Halloween isn’t for a few more months, but Obon is right around the corner in Japan. Check out the Hyakumonogatari’s article about tsukimono (possession) in Japan. I had no idea about the link of kitsune-tsukai and dowa (同和) discrimination! What’s your favorite spooky Japanese legend or horror story?
Translated and Sourced from Mizuki Shigeru’s Mujyara, The Catalpa Bow, Myths and Legends of Japan, Occult Japan, Japanese Wikipedia, and Other Sources
There are eight million gods and monsters in Japan, and more than a few of them like to ride around in human bodies from time to time. Yurei. Kappa. Tanuki. Tengu. Kitsune. Snakes. Cats. Horses. Almost anything can possess a human. But when they do, they are all known by a single name—Tsukimono, the Possessing Things.
What Does Tsukimono Mean?
Tsukimono is a straight forward term. It combines the kanji憑 (tsuki; possession) +物 (mono; thing).
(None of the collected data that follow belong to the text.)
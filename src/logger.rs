use crate::callpath;
use crate::context;
use crate::format::{is_valid_timestamp_format, Formatter, DEFAULT_TIMESTAMP_FORMAT};
use crate::init::LoggerConfig;
use crate::level::Level;
use crate::record::{Fields, LogRecord};
use crate::sink::{ConsoleSink, FileSink, LogSink};
use chrono::Local;
use std::fmt::Write as _;
use std::io::Write as _;
use std::sync::atomic::{AtomicU64, Ordering};
use std::sync::Arc;

/// Named logger bound to a level threshold, a [`Formatter`] and a set of
/// sinks.
///
/// Every logger reads call-path and context state from the active logical
/// chain, so two loggers used in the same request report the same request
/// id and nesting.
pub struct FlowLogger {
    name: String,
    level: Level,
    formatter: Formatter,
    sinks: Vec<Arc<dyn LogSink>>,
    /// Records that passed the level filter.
    written_records: AtomicU64,
    /// Individual sink writes that failed.
    failed_writes: AtomicU64,
}

impl FlowLogger {
    /// Build a logger with a console sink and, if configured, a file sink.
    ///
    /// Never fails: an unknown level falls back to `INFO`, a malformed
    /// timestamp pattern falls back to [`DEFAULT_TIMESTAMP_FORMAT`], and a
    /// log file that cannot be opened leaves the logger console-only. Each
    /// of these is reported as a `WARNING` record once the logger is up.
    pub fn new(config: LoggerConfig) -> Self {
        Self::with_sinks(config, Vec::new())
    }

    /// Like [`FlowLogger::new`], attaching `extra` sinks after the console
    /// and file sinks.
    pub fn with_sinks(config: LoggerConfig, extra: Vec<Arc<dyn LogSink>>) -> Self {
        let mut warnings = Vec::new();

        let level = match config.level.parse::<Level>() {
            Ok(level) => level,
            Err(e) => {
                warnings.push(format!("{}, falling back to INFO", e));
                Level::Info
            }
        };

        let formatter = if config.json {
            Formatter::Structured
        } else if is_valid_timestamp_format(&config.timestamp_format) {
            Formatter::line(config.timestamp_format.clone())
        } else {
            warnings.push(format!(
                "Invalid timestamp format {:?}, using {:?}",
                config.timestamp_format, DEFAULT_TIMESTAMP_FORMAT
            ));
            Formatter::line(DEFAULT_TIMESTAMP_FORMAT)
        };

        let mut sinks: Vec<Arc<dyn LogSink>> = vec![Arc::new(ConsoleSink)];
        if let Some(path) = &config.log_file {
            match FileSink::open(path) {
                Ok(sink) => sinks.push(Arc::new(sink)),
                Err(e) => warnings.push(format!(
                    "Could not open log file '{}': {}",
                    path.display(),
                    e
                )),
            }
        }
        sinks.extend(extra);

        let logger = FlowLogger {
            name: config.name,
            level,
            formatter,
            sinks,
            written_records: AtomicU64::new(0),
            failed_writes: AtomicU64::new(0),
        };
        for warning in warnings {
            logger.warn(warning);
        }
        logger
    }

    pub fn name(&self) -> &str {
        &self.name
    }

    /// Effective threshold after fallback.
    pub fn level(&self) -> Level {
        self.level
    }

    pub fn is_structured(&self) -> bool {
        self.formatter.is_structured()
    }

    pub fn enabled(&self, level: Level) -> bool {
        level >= self.level
    }

    pub fn sink_count(&self) -> usize {
        self.sinks.len()
    }

    pub fn written_records(&self) -> u64 {
        self.written_records.load(Ordering::Relaxed)
    }

    pub fn failed_writes(&self) -> u64 {
        self.failed_writes.load(Ordering::Relaxed)
    }

    /// Set request/user identity on the active chain. See
    /// [`context::set`].
    pub fn set_context(&self, request_id: Option<&str>, user_id: Option<&str>) {
        context::set(request_id, user_id);
    }

    /// Emit one record at `level`. Below the threshold this returns before
    /// touching any chain state.
    pub fn log(&self, level: Level, message: impl AsRef<str>, fields: Fields) {
        if !self.enabled(level) {
            return;
        }
        let (depth, call_stack) = callpath::snapshot();
        self.emit(level, message.as_ref(), fields, depth, call_stack);
    }

    /// Emit with an explicit position in the call path. The trace wrapper
    /// uses this so that ENTER and EXIT of one call share indentation and
    /// path.
    pub(crate) fn log_at(
        &self,
        level: Level,
        message: &str,
        fields: Fields,
        frame: &callpath::Frame,
    ) {
        if !self.enabled(level) {
            return;
        }
        self.emit(level, message, fields, frame.depth, frame.path.clone());
    }

    fn emit(&self, level: Level, message: &str, fields: Fields, depth: usize, call_stack: String) {
        let message = if self.formatter.is_structured() {
            message.to_string()
        } else {
            compose_flow_message(message, &fields, depth, &call_stack)
        };
        let record = LogRecord {
            timestamp: Local::now(),
            level,
            logger: self.name.clone(),
            message,
            fields,
            call_stack,
        };
        let line = self.formatter.render(&record, &context::current());
        self.write(&line);
    }

    fn write(&self, line: &str) {
        self.written_records.fetch_add(1, Ordering::Relaxed);
        for sink in &self.sinks {
            if let Err(e) = sink.write_line(line) {
                self.failed_writes.fetch_add(1, Ordering::Relaxed);
                let _ = writeln!(
                    std::io::stderr(),
                    "log sink '{}' of logger '{}' failed: {}",
                    sink.name(),
                    self.name,
                    e
                );
            }
        }
    }

    /// Flush every sink, reporting failures on stderr.
    pub fn flush(&self) {
        for sink in &self.sinks {
            if let Err(e) = sink.flush() {
                let _ = writeln!(std::io::stderr(), "log sink '{}' flush failed: {}", sink.name(), e);
            }
        }
    }

    pub fn debug(&self, message: impl AsRef<str>) {
        self.log(Level::Debug, message, Fields::default());
    }

    pub fn info(&self, message: impl AsRef<str>) {
        self.log(Level::Info, message, Fields::default());
    }

    pub fn warn(&self, message: impl AsRef<str>) {
        self.log(Level::Warning, message, Fields::default());
    }

    pub fn error(&self, message: impl AsRef<str>) {
        self.log(Level::Error, message, Fields::default());
    }

    pub fn debug_with(&self, message: impl AsRef<str>, fields: Fields) {
        self.log(Level::Debug, message, fields);
    }

    pub fn info_with(&self, message: impl AsRef<str>, fields: Fields) {
        self.log(Level::Info, message, fields);
    }

    pub fn warn_with(&self, message: impl AsRef<str>, fields: Fields) {
        self.log(Level::Warning, message, fields);
    }

    pub fn error_with(&self, message: impl AsRef<str>, fields: Fields) {
        self.log(Level::Error, message, fields);
    }
}

impl Drop for FlowLogger {
    fn drop(&mut self) {
        self.flush();
    }
}

impl std::fmt::Debug for FlowLogger {
    fn fmt(&self, f: &mut std::fmt::Formatter<'_>) -> std::fmt::Result {
        f.debug_struct("FlowLogger")
            .field("name", &self.name)
            .field("level", &self.level)
            .field("formatter", &self.formatter)
            .field("sinks", &self.sinks.iter().map(|s| s.name()).collect::<Vec<_>>())
            .finish()
    }
}

/// `<indent><[function] ><(ERR: code) ><message>< (took N.NNms)>< | Path: ..>`
fn compose_flow_message(message: &str, fields: &Fields, depth: usize, call_stack: &str) -> String {
    let mut out = "  ".repeat(depth);
    if let Some(function) = &fields.function {
        let _ = write!(out, "[{}] ", function);
    }
    if let Some(code) = &fields.error_code {
        let _ = write!(out, "(ERR: {}) ", code);
    }
    out.push_str(message);
    if let Some(ms) = fields.duration_ms {
        let _ = write!(out, " (took {:.2}ms)", ms);
    }
    if !call_stack.is_empty() {
        let _ = write!(out, " | Path: {}", call_stack);
    }
    out
}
There is a different word for actual possession憑依 (hyoi), which is the kanji 憑 (tsuki again, but this time pronounced hyo—because Japanese is hard) + 依 (I; caused by).
Although they are collectively known as tsukimono, different types of tsukimono use –tsuki as a suffix, such as kappa-tsuki (河童憑; kappa possession), tengu-tsuki (天狗憑…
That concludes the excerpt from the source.